Perhaps the military occupation of the university campus was a sign that Salt Lake City had not been completely forsaken by the outside world. But if so, it was a sign that few of the survivors witnessed. For although small crowds still flocked to places such as the university, hospitals, and police stations, the vast majority of those who had made it through the first day of the onslaught had gone to ground.

Closets across the city were full of terrified survivors, huddling alone. Bedrooms in dark houses had their doors and windows nailed shut from the inside. Dank basements and stifling attics were full of quivering men, women, and children, often barricaded behind boxes of old Christmas decorations or unused furniture. Single people and couples lay in bathtubs or under the beds, praying that the madness stalking their city would somehow pass them by.

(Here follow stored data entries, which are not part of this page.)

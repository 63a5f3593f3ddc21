use std::sync::Once;

static TRACING_INIT: Once = Once::new();

/// Initializes the global tracing subscriber with sensible defaults.
pub fn init_tracing() {
    TRACING_INIT.call_once(|| {
        use tracing_subscriber::{fmt, EnvFilter};

        let filter =
            EnvFilter::from_default_env().add_directive("jarify_core=info".parse().unwrap());

        fmt().with_env_filter(filter).init();
    });
}
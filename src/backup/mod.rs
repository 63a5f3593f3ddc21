//! Backup export and import.
//!
//! The backup file is a JSON container whose fields carry the raw serialized
//! strings stored under each key, copied verbatim in both directions. That
//! keeps files interchangeable with backups produced by earlier releases.
//! Import restores each present field independently (best-effort): a partial
//! file partially applies.

use chrono::{DateTime, NaiveDate, Utc};
use serde::{Deserialize, Serialize};
use tracing::info;

use crate::errors::{StoreError, StoreResult};
use crate::storage::{KeyValueStore, StorageKey};

/// On-disk backup document. Each collection field holds the stored string
/// for its key, not a re-parsed structure.
#[derive(Debug, Clone, Serialize, Deserialize, PartialEq)]
#[serde(rename_all = "camelCase")]
pub struct BackupDocument {
    #[serde(default, skip_serializing_if = "Option::is_none")]
    pub jars: Option<String>,
    #[serde(default, skip_serializing_if = "Option::is_none")]
    pub categories: Option<String>,
    #[serde(default, skip_serializing_if = "Option::is_none")]
    pub notes: Option<String>,
    #[serde(default, skip_serializing_if = "Option::is_none")]
    pub dark_mode: Option<String>,
    #[serde(default, skip_serializing_if = "Option::is_none")]
    pub export_date: Option<DateTime<Utc>>,
}

/// Snapshots the stored values into a pretty-printed backup document.
pub fn export(kv: &dyn KeyValueStore) -> StoreResult<String> {
    let document = BackupDocument {
        jars: kv.get(StorageKey::Jars)?,
        categories: kv.get(StorageKey::Categories)?,
        notes: kv.get(StorageKey::Notes)?,
        dark_mode: kv.get(StorageKey::DarkMode)?,
        export_date: Some(Utc::now()),
    };
    Ok(serde_json::to_string_pretty(&document)?)
}

/// Restores a backup document into the store. Malformed JSON fails with
/// `ImportFormat`; otherwise every present field is written back verbatim.
pub fn import(kv: &dyn KeyValueStore, data: &str) -> StoreResult<BackupDocument> {
    let document: BackupDocument =
        serde_json::from_str(data).map_err(|err| StoreError::ImportFormat(err.to_string()))?;
    if let Some(jars) = &document.jars {
        kv.set(StorageKey::Jars, jars)?;
    }
    if let Some(categories) = &document.categories {
        kv.set(StorageKey::Categories, categories)?;
    }
    if let Some(notes) = &document.notes {
        kv.set(StorageKey::Notes, notes)?;
    }
    if let Some(dark_mode) = &document.dark_mode {
        kv.set(StorageKey::DarkMode, dark_mode)?;
    }
    info!("backup restored");
    Ok(document)
}

/// Suggested file name for a backup exported on `date`.
pub fn backup_file_name(date: NaiveDate) -> String {
    format!("jarify-backup-{}.json", date.format("%Y-%m-%d"))
}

Despite the warnings from the now silent news media, most of those who had weapons still held them close, not believing that those weapons could easily be turned against themselves and the people they loved.

And many who had the nerve, or the lack of sense, were still attempting to flee.

Mostly, they were not only hoping to save their own lives, but the lives of those they cared about. A large number actually got as far as the blockades and were sent back. Most submitted to the authority of the men with guns and turned their cars around, praying that they would find some other safe refuge.

Those that tried to bluff or reason or run their way through the blockades met an end just as violent as what they were fleeing.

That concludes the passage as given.